Microbial contamination of jet fuel is a serious issue for the aviation industry, including the private jet sector. Once it takes hold, safety becomes a real concern and urgent repairs or biocide treatment can mean extended downtime and high costs. As microbes multiply, potentially damaging biomass and corrosive acidic compounds can be generated. Andrew Rushton looks at how different types of microorganisms are able to proliferate in jet fuel, and why a simple test can help avoid damage to fuel tanks and systems

Many different types of microorganisms are able to proliferate in jet fuel. In excess amount, microbial contamination can cause many problems for aircraft. The most abundant metabolites produced by microbial communities are low molecular weight organic acids. These can create pitting corrosion in wing tanks, and structural instability. In small jets, it may even result in the need for wings to be removed so that the corrosion can be cut out and the structure restored to a serviceable condition. As microorganisms grow, they form biomass (accumulation of microbial cells) and biofilms (complex formations of cells and extracellular substances), which can adversely affect several aircraft fuel-wetted components such as fuel probes affecting their ability to accurately report the aircraft fuel load. Fuel Quantity Indication System failure can be catastrophic. 

Many factors determine the level of risk of microbial contamination issues…

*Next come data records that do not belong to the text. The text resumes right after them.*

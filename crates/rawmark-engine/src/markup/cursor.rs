/// A cursor for byte-by-byte markup scanning.
#[derive(Clone)]
pub struct Cursor<'a> {
    /// The string being scanned.
    pub s: &'a str,
    /// Current byte index into `s`.
    pub i: usize,
}

impl<'a> Cursor<'a> {
    pub fn new(s: &'a str) -> Self {
        Self { s, i: 0 }
    }

    /// Returns true if at end of input.
    pub fn eof(&self) -> bool {
        self.i >= self.s.len()
    }

    /// Peeks at the current byte without advancing.
    pub fn peek(&self) -> Option<u8> {
        self.s.as_bytes().get(self.i).copied()
    }

    /// Peeks `n` bytes ahead of the current position.
    pub fn peek_ahead(&self, n: usize) -> Option<u8> {
        self.s.as_bytes().get(self.i + n).copied()
    }

    /// Checks if the remaining input starts with the given byte pattern.
    pub fn starts_with(&self, pat: &[u8]) -> bool {
        self.s.as_bytes()[self.i..].starts_with(pat)
    }

    /// Case-insensitive [`Cursor::starts_with`], for tag name matching.
    pub fn starts_with_ignore_case(&self, pat: &[u8]) -> bool {
        let rest = &self.s.as_bytes()[self.i..];
        rest.len() >= pat.len() && rest[..pat.len()].eq_ignore_ascii_case(pat)
    }

    /// Advances by one byte, returning the consumed byte.
    pub fn bump(&mut self) -> Option<u8> {
        let b = self.s.as_bytes().get(self.i).copied()?;
        self.i += 1;
        Some(b)
    }

    /// Advances by `n` bytes.
    pub fn bump_n(&mut self, n: usize) {
        self.i += n;
    }

    /// Consumes bytes while `pred` holds and returns the consumed slice.
    ///
    /// `pred` must stop at an ASCII byte so the slice ends on a character
    /// boundary.
    pub fn take_while(&mut self, pred: impl Fn(u8) -> bool) -> &'a str {
        let start = self.i;
        while let Some(b) = self.peek() {
            if !pred(b) {
                break;
            }
            self.i += 1;
        }
        &self.s[start..self.i]
    }

    /// Consumes any run of ASCII whitespace.
    pub fn skip_whitespace(&mut self) {
        self.take_while(|b| b.is_ascii_whitespace());
    }
}

#[cfg(test)]
mod tests {
    use super::*;

    #[test]
    fn cursor_basics() {
        let mut cur = Cursor::new("hello");
        assert!(!cur.eof());
        assert_eq!(cur.peek(), Some(b'h'));
        assert_eq!(cur.bump(), Some(b'h'));
        assert_eq!(cur.i, 1);
    }

    #[test]
    fn empty_string_input() {
        let cur = Cursor::new("");
        assert!(cur.eof());
        assert_eq!(cur.peek(), None);
    }

    #[test]
    fn starts_with_ignore_case_matches_tags() {
        let cur = Cursor::new("<SCRIPT src=x>");
        assert!(cur.starts_with_ignore_case(b"<script"));
        assert!(!cur.starts_with(b"<script"));
    }

    #[test]
    fn starts_with_pattern_longer_than_remaining() {
        let cur = Cursor::new("ab");
        assert!(!cur.starts_with(b"abcdef"));
        assert!(!cur.starts_with_ignore_case(b"abcdef"));
    }

    #[test]
    fn peek_ahead_reads_past_cursor() {
        let cur = Cursor::new("abc");
        assert_eq!(cur.peek_ahead(0), Some(b'a'));
        assert_eq!(cur.peek_ahead(2), Some(b'c'));
        assert_eq!(cur.peek_ahead(3), None);
    }

    #[test]
    fn take_while_consumes_matching_run() {
        let mut cur = Cursor::new("abc123");
        let taken = cur.take_while(|b| b.is_ascii_alphabetic());
        assert_eq!(taken, "abc");
        assert_eq!(cur.peek(), Some(b'1'));
    }

    #[test]
    fn skip_whitespace_stops_at_content() {
        let mut cur = Cursor::new("  \t\nx");
        cur.skip_whitespace();
        assert_eq!(cur.peek(), Some(b'x'));
    }

    #[test]
    fn bump_at_eof_returns_none() {
        let mut cur = Cursor::new("x");
        assert_eq!(cur.bump(), Some(b'x'));
        assert_eq!(cur.bump(), None);
        assert_eq!(cur.bump(), None); // idempotent
    }
}
//! The host's generic sanitizer.
//!
//! Before persisting a block's saved data, the host reads the tool's
//! declarative sanitize descriptor and applies it field by field. A tool that
//! declares `AllowAll` for a field is trusted: its markup is stored
//! byte-identical. `Strip` removes tags through the engine's scanner.

use rawmark_engine::markup;
use rawmark_engine::{SanitizeConfig, SanitizeRule};
use serde_json::Value;

/// Applies a tool's sanitize descriptor to its saved data in place.
///
/// Only string fields named by the descriptor are touched; everything else
/// passes through. Non-object data is left alone.
pub fn apply(config: &SanitizeConfig, data: &mut Value) {
    let Some(object) = data.as_object_mut() else {
        return;
    };
    for (field, rule) in config.iter() {
        let Some(Value::String(text)) = object.get_mut(field) else {
            continue;
        };
        match rule {
            SanitizeRule::AllowAll => {}
            SanitizeRule::Strip => {
                let stripped = markup::strip_tags(text);
                if stripped != *text {
                    log::warn!("sanitizer stripped markup from field `{field}`");
                    *text = stripped;
                }
            }
        }
    }
}

#[cfg(test)]
mod tests {
    use super::*;
    use pretty_assertions::assert_eq;
    use serde_json::json;

    #[test]
    fn allow_all_is_byte_identity_on_hostile_markup() {
        let config = SanitizeConfig::new().allow_all("html");
        let hostile = "<script>steal()</script><img src=x onerror=alert(1)>";
        let mut data = json!({ "html": hostile });

        apply(&config, &mut data);
        assert_eq!(data["html"], hostile);
    }

    #[test]
    fn strip_removes_tags_keeps_text() {
        let config = SanitizeConfig::new().strip("caption");
        let mut data = json!({ "caption": "<b>bold</b> plain" });

        apply(&config, &mut data);
        assert_eq!(data["caption"], "bold plain");
    }

    #[test]
    fn fields_without_rules_are_untouched() {
        let config = SanitizeConfig::new().strip("caption");
        let mut data = json!({ "caption": "<i>x</i>", "html": "<i>y</i>" });

        apply(&config, &mut data);
        assert_eq!(data["html"], "<i>y</i>");
    }

    #[test]
    fn missing_and_non_string_fields_are_skipped() {
        let config = SanitizeConfig::new().strip("caption").strip("count");
        let mut data = json!({ "count": 3 });

        apply(&config, &mut data);
        assert_eq!(data, json!({ "count": 3 }));
    }

    #[test]
    fn non_object_data_is_left_alone() {
        let config = SanitizeConfig::new().strip("html");
        let mut data = json!("just a string");

        apply(&config, &mut data);
        assert_eq!(data, json!("just a string"));
    }
}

The nature of jet fuel combined with the presence of free water creates a good environment for microbes to grow and multiply. Water is the most common contaminant in fuel systems and can lead to many problems, if uncontrolled. Water may enter the fuel or the fuel system in various ways, such as part of the refining process, as rain, as condensation in storage and aircraft tanks. The amount of water that will dissolve in any given fuel depends on both the composition and temperature of the fuel. In some systems, removal of accumulated water may be sporadic. A build-up of water in a tank can lead to increased corrosion and the potential for greater microbial activity. The amount of contamination and rate at which microbes grow will depend upon multiple factors, including temperature, volume of water in the fuel, and how long the fuel has been left in the tank. Warmer climates present higher levels of risk.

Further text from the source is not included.